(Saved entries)
——————————
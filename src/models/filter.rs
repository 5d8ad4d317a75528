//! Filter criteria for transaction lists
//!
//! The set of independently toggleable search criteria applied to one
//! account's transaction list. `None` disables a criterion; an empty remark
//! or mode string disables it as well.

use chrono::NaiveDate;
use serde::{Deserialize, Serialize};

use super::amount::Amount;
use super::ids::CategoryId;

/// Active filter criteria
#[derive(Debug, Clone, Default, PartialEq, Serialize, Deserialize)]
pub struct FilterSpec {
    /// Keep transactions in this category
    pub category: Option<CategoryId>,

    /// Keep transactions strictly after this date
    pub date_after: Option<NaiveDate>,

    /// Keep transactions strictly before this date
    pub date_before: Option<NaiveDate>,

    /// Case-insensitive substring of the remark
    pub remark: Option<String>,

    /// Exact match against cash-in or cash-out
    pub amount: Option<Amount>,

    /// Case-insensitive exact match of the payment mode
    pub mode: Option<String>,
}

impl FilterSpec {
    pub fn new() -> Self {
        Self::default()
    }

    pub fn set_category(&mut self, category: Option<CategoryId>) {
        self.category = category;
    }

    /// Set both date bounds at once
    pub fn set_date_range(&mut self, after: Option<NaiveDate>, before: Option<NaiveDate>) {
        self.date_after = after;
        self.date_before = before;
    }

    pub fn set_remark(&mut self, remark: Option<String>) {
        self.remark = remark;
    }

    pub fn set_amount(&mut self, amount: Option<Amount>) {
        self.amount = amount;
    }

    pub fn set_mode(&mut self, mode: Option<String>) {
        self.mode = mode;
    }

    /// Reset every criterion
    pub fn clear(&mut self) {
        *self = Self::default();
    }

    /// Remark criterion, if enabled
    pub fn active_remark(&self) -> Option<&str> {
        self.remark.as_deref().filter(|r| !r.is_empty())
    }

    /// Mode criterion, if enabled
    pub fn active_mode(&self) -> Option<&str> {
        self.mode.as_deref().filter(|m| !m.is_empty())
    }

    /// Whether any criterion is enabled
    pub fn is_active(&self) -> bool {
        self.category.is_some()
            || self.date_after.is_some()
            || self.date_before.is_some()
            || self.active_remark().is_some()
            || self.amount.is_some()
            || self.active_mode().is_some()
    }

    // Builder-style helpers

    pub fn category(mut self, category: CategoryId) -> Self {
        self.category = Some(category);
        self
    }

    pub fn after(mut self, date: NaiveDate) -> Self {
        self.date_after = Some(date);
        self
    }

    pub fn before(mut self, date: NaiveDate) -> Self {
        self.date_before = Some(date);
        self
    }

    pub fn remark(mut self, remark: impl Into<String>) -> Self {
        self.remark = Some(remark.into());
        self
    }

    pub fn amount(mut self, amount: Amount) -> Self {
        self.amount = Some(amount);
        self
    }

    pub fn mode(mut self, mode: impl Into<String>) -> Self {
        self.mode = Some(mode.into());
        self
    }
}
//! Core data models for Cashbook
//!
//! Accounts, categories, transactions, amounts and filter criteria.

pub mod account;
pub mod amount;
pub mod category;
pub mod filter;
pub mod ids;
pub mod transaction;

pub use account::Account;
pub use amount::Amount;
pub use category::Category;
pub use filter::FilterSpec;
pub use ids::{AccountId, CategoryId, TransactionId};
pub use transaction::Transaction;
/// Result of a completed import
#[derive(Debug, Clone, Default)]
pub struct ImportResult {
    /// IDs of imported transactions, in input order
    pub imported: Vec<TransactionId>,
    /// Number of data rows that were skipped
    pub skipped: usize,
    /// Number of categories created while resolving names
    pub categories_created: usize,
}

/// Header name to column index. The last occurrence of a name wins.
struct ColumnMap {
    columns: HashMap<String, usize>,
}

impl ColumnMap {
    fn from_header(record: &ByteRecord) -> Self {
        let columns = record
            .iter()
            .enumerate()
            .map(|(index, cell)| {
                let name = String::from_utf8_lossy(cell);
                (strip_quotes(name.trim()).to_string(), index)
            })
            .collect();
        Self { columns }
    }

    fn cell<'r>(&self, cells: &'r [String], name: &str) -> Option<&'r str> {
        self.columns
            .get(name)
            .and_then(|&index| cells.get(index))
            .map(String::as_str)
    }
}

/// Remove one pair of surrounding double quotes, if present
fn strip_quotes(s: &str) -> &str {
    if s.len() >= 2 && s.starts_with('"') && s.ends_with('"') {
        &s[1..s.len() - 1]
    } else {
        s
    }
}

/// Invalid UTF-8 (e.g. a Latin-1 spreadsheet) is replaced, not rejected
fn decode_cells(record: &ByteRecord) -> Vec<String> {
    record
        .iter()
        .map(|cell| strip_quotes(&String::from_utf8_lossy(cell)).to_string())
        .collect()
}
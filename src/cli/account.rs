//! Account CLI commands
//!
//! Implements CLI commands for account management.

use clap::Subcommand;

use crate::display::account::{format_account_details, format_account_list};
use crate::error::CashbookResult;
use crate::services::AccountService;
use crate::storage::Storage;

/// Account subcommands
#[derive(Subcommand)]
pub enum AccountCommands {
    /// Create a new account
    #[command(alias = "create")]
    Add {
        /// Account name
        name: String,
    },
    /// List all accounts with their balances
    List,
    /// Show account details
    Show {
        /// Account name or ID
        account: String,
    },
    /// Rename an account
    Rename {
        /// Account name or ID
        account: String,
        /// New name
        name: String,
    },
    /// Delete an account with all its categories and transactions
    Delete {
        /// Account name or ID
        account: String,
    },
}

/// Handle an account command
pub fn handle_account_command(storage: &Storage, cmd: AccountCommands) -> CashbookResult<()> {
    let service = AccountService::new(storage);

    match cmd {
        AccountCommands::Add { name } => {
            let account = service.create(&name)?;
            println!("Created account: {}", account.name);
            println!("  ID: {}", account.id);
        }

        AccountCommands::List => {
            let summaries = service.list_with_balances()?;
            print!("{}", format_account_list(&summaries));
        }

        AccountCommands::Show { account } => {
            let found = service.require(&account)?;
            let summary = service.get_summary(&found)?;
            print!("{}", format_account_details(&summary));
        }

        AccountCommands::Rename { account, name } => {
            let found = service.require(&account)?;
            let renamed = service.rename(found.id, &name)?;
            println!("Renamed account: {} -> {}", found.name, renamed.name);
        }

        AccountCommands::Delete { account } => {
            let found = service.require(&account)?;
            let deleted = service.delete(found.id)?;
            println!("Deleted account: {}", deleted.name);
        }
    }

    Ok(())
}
——————————
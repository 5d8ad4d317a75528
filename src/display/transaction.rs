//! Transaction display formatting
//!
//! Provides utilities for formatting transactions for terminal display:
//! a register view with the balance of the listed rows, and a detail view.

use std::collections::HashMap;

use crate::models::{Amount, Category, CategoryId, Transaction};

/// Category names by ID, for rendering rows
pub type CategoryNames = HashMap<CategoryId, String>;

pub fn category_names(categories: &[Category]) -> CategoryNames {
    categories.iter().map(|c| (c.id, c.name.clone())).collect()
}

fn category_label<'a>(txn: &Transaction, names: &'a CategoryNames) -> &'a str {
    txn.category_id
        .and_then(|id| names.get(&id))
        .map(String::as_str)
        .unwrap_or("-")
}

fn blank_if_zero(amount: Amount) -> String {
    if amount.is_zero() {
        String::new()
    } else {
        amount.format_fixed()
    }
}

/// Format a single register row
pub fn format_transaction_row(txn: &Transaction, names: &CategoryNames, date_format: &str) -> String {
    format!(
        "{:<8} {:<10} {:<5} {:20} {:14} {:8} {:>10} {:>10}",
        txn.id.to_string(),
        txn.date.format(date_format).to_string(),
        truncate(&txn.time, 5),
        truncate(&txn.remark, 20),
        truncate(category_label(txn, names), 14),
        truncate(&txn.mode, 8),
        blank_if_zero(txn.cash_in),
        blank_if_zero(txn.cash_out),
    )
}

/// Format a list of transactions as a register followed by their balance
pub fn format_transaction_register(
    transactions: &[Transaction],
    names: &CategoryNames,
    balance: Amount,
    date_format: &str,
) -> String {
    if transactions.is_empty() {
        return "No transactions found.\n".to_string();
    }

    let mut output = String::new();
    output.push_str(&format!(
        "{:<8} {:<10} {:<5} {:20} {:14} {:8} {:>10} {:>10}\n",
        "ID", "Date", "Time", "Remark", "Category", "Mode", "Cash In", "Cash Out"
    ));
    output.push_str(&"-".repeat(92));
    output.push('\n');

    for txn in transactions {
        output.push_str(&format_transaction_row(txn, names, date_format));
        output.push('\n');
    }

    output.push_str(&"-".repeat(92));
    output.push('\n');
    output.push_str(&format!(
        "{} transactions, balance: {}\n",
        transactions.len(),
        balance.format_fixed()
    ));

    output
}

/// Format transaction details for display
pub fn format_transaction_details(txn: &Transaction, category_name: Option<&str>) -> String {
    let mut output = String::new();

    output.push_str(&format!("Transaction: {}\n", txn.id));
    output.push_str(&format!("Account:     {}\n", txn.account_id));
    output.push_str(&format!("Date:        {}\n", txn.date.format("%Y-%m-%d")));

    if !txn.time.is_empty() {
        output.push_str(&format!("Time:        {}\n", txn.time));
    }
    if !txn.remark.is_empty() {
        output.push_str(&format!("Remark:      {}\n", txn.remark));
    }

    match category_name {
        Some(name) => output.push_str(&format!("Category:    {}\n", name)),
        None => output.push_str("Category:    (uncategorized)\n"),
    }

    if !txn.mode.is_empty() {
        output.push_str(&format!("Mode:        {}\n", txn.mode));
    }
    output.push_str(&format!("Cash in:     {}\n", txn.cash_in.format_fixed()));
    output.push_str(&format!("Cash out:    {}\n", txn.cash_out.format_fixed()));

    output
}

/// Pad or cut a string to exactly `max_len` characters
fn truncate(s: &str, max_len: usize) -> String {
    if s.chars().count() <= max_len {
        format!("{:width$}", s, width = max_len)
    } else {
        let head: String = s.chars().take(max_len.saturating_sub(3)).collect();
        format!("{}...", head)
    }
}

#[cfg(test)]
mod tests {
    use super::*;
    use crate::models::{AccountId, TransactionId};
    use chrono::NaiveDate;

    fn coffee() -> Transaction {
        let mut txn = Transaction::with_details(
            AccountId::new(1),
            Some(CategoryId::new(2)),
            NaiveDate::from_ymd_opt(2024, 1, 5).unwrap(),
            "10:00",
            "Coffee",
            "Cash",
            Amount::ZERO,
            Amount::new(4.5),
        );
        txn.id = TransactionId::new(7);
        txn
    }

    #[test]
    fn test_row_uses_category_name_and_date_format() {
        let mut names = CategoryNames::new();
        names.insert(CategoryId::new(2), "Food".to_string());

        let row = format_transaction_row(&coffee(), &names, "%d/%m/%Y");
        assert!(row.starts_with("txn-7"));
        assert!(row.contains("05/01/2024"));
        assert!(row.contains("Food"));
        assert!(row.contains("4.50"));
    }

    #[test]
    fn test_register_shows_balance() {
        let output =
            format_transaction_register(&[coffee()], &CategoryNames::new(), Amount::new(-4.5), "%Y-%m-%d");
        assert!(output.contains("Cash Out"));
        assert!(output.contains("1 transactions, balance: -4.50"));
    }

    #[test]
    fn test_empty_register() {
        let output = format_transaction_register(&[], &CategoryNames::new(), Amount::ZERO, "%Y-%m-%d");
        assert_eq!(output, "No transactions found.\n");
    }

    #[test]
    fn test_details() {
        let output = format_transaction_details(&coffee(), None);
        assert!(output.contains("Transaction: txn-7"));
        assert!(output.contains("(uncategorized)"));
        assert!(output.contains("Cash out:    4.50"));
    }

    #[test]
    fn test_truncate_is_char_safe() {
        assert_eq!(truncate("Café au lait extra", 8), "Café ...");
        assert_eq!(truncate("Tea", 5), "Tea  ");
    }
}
——————————
Look through the entries above and quote exactly the lines from the line with "pub use account::Account;" to the line with "with their balances", counting both of those lines.

pub use account::Account;
pub use amount::Amount;
pub use category::Category;
pub use filter::FilterSpec;
pub use ids::{AccountId, CategoryId, TransactionId};
pub use transaction::Transaction;
/// Result of a completed import
#[derive(Debug, Clone, Default)]
pub struct ImportResult {
    /// IDs of imported transactions, in input order
    pub imported: Vec<TransactionId>,
    /// Number of data rows that were skipped
    pub skipped: usize,
    /// Number of categories created while resolving names
    pub categories_created: usize,
}

/// Header name to column index. The last occurrence of a name wins.
struct ColumnMap {
    columns: HashMap<String, usize>,
}

impl ColumnMap {
    fn from_header(record: &ByteRecord) -> Self {
        let columns = record
            .iter()
            .enumerate()
            .map(|(index, cell)| {
                let name = String::from_utf8_lossy(cell);
                (strip_quotes(name.trim()).to_string(), index)
            })
            .collect();
        Self { columns }
    }

    fn cell<'r>(&self, cells: &'r [String], name: &str) -> Option<&'r str> {
        self.columns
            .get(name)
            .and_then(|&index| cells.get(index))
            .map(String::as_str)
    }
}

/// Remove one pair of surrounding double quotes, if present
fn strip_quotes(s: &str) -> &str {
    if s.len() >= 2 && s.starts_with('"') && s.ends_with('"') {
        &s[1..s.len() - 1]
    } else {
        s
    }
}

/// Invalid UTF-8 (e.g. a Latin-1 spreadsheet) is replaced, not rejected
fn decode_cells(record: &ByteRecord) -> Vec<String> {
    record
        .iter()
        .map(|cell| strip_quotes(&String::from_utf8_lossy(cell)).to_string())
        .collect()
}
filename src/cli/account.rs
//! Account CLI commands
//!
//! Implements CLI commands for account management.

use clap::Subcommand;

use crate::display::account::{format_account_details, format_account_list};
use crate::error::CashbookResult;
use crate::services::AccountService;
use crate::storage::Storage;

/// Account subcommands
#[derive(Subcommand)]
pub enum AccountCommands {
    /// Create a new account
    #[command(alias = "create")]
    Add {
        /// Account name
        name: String,
    },
    /// List all accounts with their balances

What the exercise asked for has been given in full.